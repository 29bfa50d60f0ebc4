//! # Numeric Normalizer
//!
//! Reads numbers the way people type them into spreadsheets and forms:
//! `1 234,56`, `€1.234,56`, `1,234.56`, `12.5 kg`.
//!
//! ## Rules
//! ```text
//! ┌─────────────────────────────────────────────────────────────────────────┐
//! │  1. Keep only  0-9 , . - +                                             │
//! │  2. Both , and . present → the rightmost one is the decimal point,    │
//! │     the other is a thousands separator and is dropped                  │
//! │  3. Only , present       → every , becomes .                           │
//! │  4. Several . left       → only the last one is the decimal point      │
//! │                                                                         │
//! │  "1 234,56"   → "1234.56"                                              │
//! │  "1.234,56"   → "1234.56"                                              │
//! │  "1,234.56"   → "1234.56"                                              │
//! │  "12.34.56"   → "1234.56"                                              │
//! │  ""           → ""          (callers read this as zero)                │
//! └─────────────────────────────────────────────────────────────────────────┘
//! ```
//!
//! [`parse_number`] never fails: malformed input reads as `0.0`. Use
//! [`try_parse_number`] where a bad value must be told apart from zero
//! (bulk import skips such rows).

/// Normalizes a locale-flexible numeric string into `[-+]digits[.digits]`.
///
/// ## Example
/// ```rust
/// use stockroom_core::numeric::normalize;
///
/// assert_eq!(normalize("1 234,56"), "1234.56");
/// assert_eq!(normalize("12.34.56"), "1234.56");
/// assert_eq!(normalize(""), "");
/// ```
pub fn normalize(raw: &str) -> String {
    let cleaned: String = raw
        .trim()
        .chars()
        .filter(|c| c.is_ascii_digit() || matches!(c, ',' | '.' | '-' | '+'))
        .collect();

    if cleaned.is_empty() {
        return cleaned;
    }

    let mut normalized = match (cleaned.rfind(','), cleaned.rfind('.')) {
        (Some(comma), Some(dot)) if comma > dot => cleaned.replace('.', "").replace(',', "."),
        (Some(_), Some(_)) => cleaned.replace(',', ""),
        (Some(_), None) => cleaned.replace(',', "."),
        _ => cleaned,
    };

    if normalized.matches('.').count() > 1 {
        if let Some(last) = normalized.rfind('.') {
            let int_part = normalized[..last].replace('.', "");
            let frac_part = normalized[last + 1..].replace('.', "");
            normalized = format!("{}.{}", int_part, frac_part);
        }
    }

    normalized
}

/// Parses a numeric string, returning `None` for blank or malformed input.
pub fn try_parse_number(raw: &str) -> Option<f64> {
    let normalized = normalize(raw);
    if normalized.is_empty() {
        return None;
    }
    normalized.parse::<f64>().ok().filter(|v| v.is_finite())
}

/// Parses a numeric string; blank or malformed input degrades to `0.0`.
///
/// ## Example
/// ```rust
/// use stockroom_core::numeric::parse_number;
///
/// assert_eq!(parse_number("12,5"), 12.5);
/// assert_eq!(parse_number("n/a"), 0.0);
/// ```
pub fn parse_number(raw: &str) -> f64 {
    try_parse_number(raw).unwrap_or(0.0)
}

/// Rounds to two decimal places (half away from zero).
pub fn round2(value: f64) -> f64 {
    (value * 100.0).round() / 100.0
}

/// Decimal places kept on stock weights.
pub const WEIGHT_DECIMALS: i32 = 6;

/// Rounds a stock weight to [`WEIGHT_DECIMALS`] places.
///
/// Reserve and release both store rounded values, so releasing exactly
/// what was reserved restores the prior figure.
pub fn round_weight(value: f64) -> f64 {
    let scale = 10f64.powi(WEIGHT_DECIMALS);
    (value * scale).round() / scale
}

// =============================================================================
// Tolerant Serde Decoding
// =============================================================================

/// Serde helpers accepting either a JSON number or a numeric string.
///
/// ## Usage
/// ```rust
/// use serde::Deserialize;
///
/// #[derive(Deserialize)]
/// struct Allocation {
///     #[serde(with = "stockroom_core::numeric::flexible_f64")]
///     weight: f64,
/// }
///
/// let a: Allocation = serde_json::from_str(r#"{"weight": "12,5"}"#).unwrap();
/// assert_eq!(a.weight, 12.5);
/// ```
pub mod flexible_f64 {
    use serde::{de, Deserialize, Deserializer, Serializer};

    #[derive(Deserialize)]
    #[serde(untagged)]
    enum NumberOrString {
        Number(f64),
        Text(String),
    }

    pub fn deserialize<'de, D>(deserializer: D) -> Result<f64, D::Error>
    where
        D: Deserializer<'de>,
    {
        match NumberOrString::deserialize(deserializer)? {
            NumberOrString::Number(n) => Ok(n),
            NumberOrString::Text(s) if s.trim().is_empty() => Ok(0.0),
            NumberOrString::Text(s) => super::try_parse_number(&s)
                .ok_or_else(|| de::Error::custom(format!("invalid numeric value: {:?}", s))),
        }
    }

    pub fn serialize<S>(value: &f64, serializer: S) -> Result<S::Ok, S::Error>
    where
        S: Serializer,
    {
        serializer.serialize_f64(*value)
    }
}

/// Integer flavour of [`flexible_f64`]; fractional input is truncated.
pub mod flexible_i64 {
    use serde::{de, Deserialize, Deserializer, Serializer};

    #[derive(Deserialize)]
    #[serde(untagged)]
    enum IntegerOrString {
        Integer(i64),
        Float(f64),
        Text(String),
    }

    pub fn deserialize<'de, D>(deserializer: D) -> Result<i64, D::Error>
    where
        D: Deserializer<'de>,
    {
        match IntegerOrString::deserialize(deserializer)? {
            IntegerOrString::Integer(n) => Ok(n),
            IntegerOrString::Float(f) => Ok(f.trunc() as i64),
            IntegerOrString::Text(s) if s.trim().is_empty() => Ok(0),
            IntegerOrString::Text(s) => super::try_parse_number(&s)
                .map(|f| f.trunc() as i64)
                .ok_or_else(|| de::Error::custom(format!("invalid integer value: {:?}", s))),
        }
    }

    pub fn serialize<S>(value: &i64, serializer: S) -> Result<S::Ok, S::Error>
    where
        S: Serializer,
    {
        serializer.serialize_i64(*value)
    }
}

// =============================================================================
// Unit Tests
// =============================================================================

#[cfg(test)]
mod tests {
    use super::*;
    use serde::Deserialize;

    #[test]
    fn test_normalize_examples() {
        assert_eq!(normalize("1 234,56"), "1234.56");
        assert_eq!(normalize(""), "");
        assert_eq!(normalize("12.34.56"), "1234.56");
    }

    #[test]
    fn test_normalize_separators() {
        assert_eq!(normalize("1.234,56"), "1234.56");
        assert_eq!(normalize("1,234.56"), "1234.56");
        assert_eq!(normalize("€ 419,57"), "419.57");
        assert_eq!(normalize("1,234,567"), "1234.567");
        assert_eq!(normalize("  -3,5 "), "-3.5");
        assert_eq!(normalize("   "), "");
        assert_eq!(normalize("kg"), "");
    }

    #[test]
    fn test_parse_number_degrades_to_zero() {
        assert_eq!(parse_number("12,5"), 12.5);
        assert_eq!(parse_number("+7"), 7.0);
        assert_eq!(parse_number(""), 0.0);
        assert_eq!(parse_number("abc"), 0.0);
        assert_eq!(parse_number("--"), 0.0);
    }

    #[test]
    fn test_try_parse_number() {
        assert_eq!(try_parse_number("100"), Some(100.0));
        assert_eq!(try_parse_number(""), None);
        assert_eq!(try_parse_number("1-2"), None);
    }

    #[test]
    fn test_round2() {
        assert_eq!(round2(1.005_1), 1.01);
        assert_eq!(round2(-2.345_6), -2.35);
        assert_eq!(round2(10.0), 10.0);
    }

    #[test]
    fn test_round_weight_restores_after_release() {
        let stock = 0.3;
        let reserved = round_weight(stock - 0.1);
        assert_eq!(round_weight(reserved + 0.1), stock);
        assert_eq!(round_weight(1.234_567_89), 1.234_568);
    }

    #[derive(Deserialize)]
    struct Sample {
        #[serde(with = "flexible_f64")]
        weight: f64,
        #[serde(with = "flexible_i64")]
        article: i64,
    }

    #[test]
    fn test_flexible_decoding() {
        let s: Sample = serde_json::from_str(r#"{"weight": "1 234,5", "article": "42"}"#).unwrap();
        assert_eq!(s.weight, 1234.5);
        assert_eq!(s.article, 42);

        let s: Sample = serde_json::from_str(r#"{"weight": 3, "article": 7.9}"#).unwrap();
        assert_eq!(s.weight, 3.0);
        assert_eq!(s.article, 7);

        let s: Sample = serde_json::from_str(r#"{"weight": "", "article": ""}"#).unwrap();
        assert_eq!(s.weight, 0.0);
        assert_eq!(s.article, 0);

        assert!(serde_json::from_str::<Sample>(r#"{"weight": "abc", "article": 1}"#).is_err());
    }
}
■ ■ ■ ■ ■
Identify the lines in the entries that hold "trim" and return each one.

Answer box:
        .trim()
            NumberOrString::Text(s) if s.trim().is_empty() => Ok(0.0),
            IntegerOrString::Text(s) if s.trim().is_empty() => Ok(0),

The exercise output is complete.